Start by looking at your absolute dollar spend every day and maintain a trending chart to help you distinguish between normal and abnormal daily fluctuations. With it, you can see when costs are highest and when they trend down. A chart can also tell you what's perfectly normal for daily cost fluctuations. Anything outside of the normal range can alert you to problems.
Coverage and Impression Share
The next two statistics to track are coverage and impression share. Impression share is the percentage of the available search impressions in which your ads appear across all your keywords. Coverage is similar, except that it doesn't take traffic into account and can be used on individual keywords. These metrics can tell you how much traffic you're leaving on the table.
In terms of importance, coverage takes precedence over impression share because it tells you exactly where the problems lie by revealing places where your quality score lags behind your close competitors. That being said, impression share helps monitor your campaign's overall health. If it drops below 70 percent, you know it's time to start figuring out what's going wrong.
It's important to track both the daily and monthly clicks you're receiving from your campaigns. As with campaign costs, you need to be able to distinguish between normal daily fluctuations and trends either up or down.
Having charts of your costs and clicks is helpful, but it doesn't give you the whole picture. It's very easy to miss important changes in your campaign if you try to eyeball the charts against one another. For this reason, you should also track the average daily click-through rate. By knowing what is normal and what is not, you'll be able to see when something may be wrong with your campaign and dig deeper to find the cause.

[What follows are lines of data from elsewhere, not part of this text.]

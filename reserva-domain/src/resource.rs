use chrono::{NaiveTime, Weekday};
use serde::{Deserialize, Serialize};
use uuid::Uuid;

/// A bookable entity: a room, a piece of equipment, a service.
///
/// Resources are read-only from the engine's perspective; management
/// operations live elsewhere.
#[derive(Debug, Clone, Serialize, Deserialize)]
pub struct Resource {
    pub id: Uuid,
    pub name: String,
    pub capacity: i32,
    pub hourly_rate_cents: i64,
    pub rules: Vec<AvailabilityRule>,
    pub min_duration_minutes: i64,
    pub max_duration_minutes: i64,
    pub min_lead_time_minutes: i64,
}

/// Weekly opening window. A resource's effective open hours for a weekday
/// are the union of its `available` rules for that weekday.
#[derive(Debug, Clone, Serialize, Deserialize)]
pub struct AvailabilityRule {
    pub weekday: Weekday,
    pub opens_at: NaiveTime,
    pub closes_at: NaiveTime,
    pub available: bool,
}

impl AvailabilityRule {
    /// A window must lie fully inside `[opens_at, closes_at)` of one rule.
    pub fn contains(&self, start: NaiveTime, end: NaiveTime) -> bool {
        start >= self.opens_at && end <= self.closes_at
    }
}

impl Resource {
    pub fn open_rules(&self, weekday: Weekday) -> impl Iterator<Item = &AvailabilityRule> {
        self.rules
            .iter()
            .filter(move |rule| rule.available && rule.weekday == weekday)
    }
}

#[cfg(test)]
mod tests {
    use super::*;

    fn rule(weekday: Weekday, opens: (u32, u32), closes: (u32, u32)) -> AvailabilityRule {
        AvailabilityRule {
            weekday,
            opens_at: NaiveTime::from_hms_opt(opens.0, opens.1, 0).unwrap(),
            closes_at: NaiveTime::from_hms_opt(closes.0, closes.1, 0).unwrap(),
            available: true,
        }
    }

    #[test]
    fn open_rules_filters_weekday_and_flag() {
        let mut closed = rule(Weekday::Tue, (9, 0), (17, 0));
        closed.available = false;

        let resource = Resource {
            id: Uuid::new_v4(),
            name: "Studio A".to_string(),
            capacity: 1,
            hourly_rate_cents: 5000,
            rules: vec![rule(Weekday::Mon, (9, 0), (17, 0)), closed],
            min_duration_minutes: 30,
            max_duration_minutes: 480,
            min_lead_time_minutes: 0,
        };

        assert_eq!(resource.open_rules(Weekday::Mon).count(), 1);
        assert_eq!(resource.open_rules(Weekday::Tue).count(), 0);
    }

    #[test]
    fn rule_containment_is_half_open() {
        let rule = rule(Weekday::Mon, (9, 0), (17, 0));
        let t = |h, m| NaiveTime::from_hms_opt(h, m, 0).unwrap();

        assert!(rule.contains(t(9, 0), t(17, 0)));
        assert!(rule.contains(t(10, 30), t(12, 0)));
        assert!(!rule.contains(t(8, 30), t(10, 0)));
        assert!(!rule.contains(t(16, 0), t(17, 30)));
    }
}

The final key statistic to track on your campaign is average website conversion rate: the percentage of visitors to your site who buy from you. If you see great disparities between your sales and average conversion rate, that could indicate problems, especially if you see a spike in sales and a concurrent drop in average conversion rate.
Track Competitors Too
Beyond your own campaigns, tracking competitors' spend (and other data) can provide valuable insights. For instance, if a long-time competitor increases their bids, it's often a sign something is working. Check their landing pages for new products, feature improvements, or even new layouts and copy.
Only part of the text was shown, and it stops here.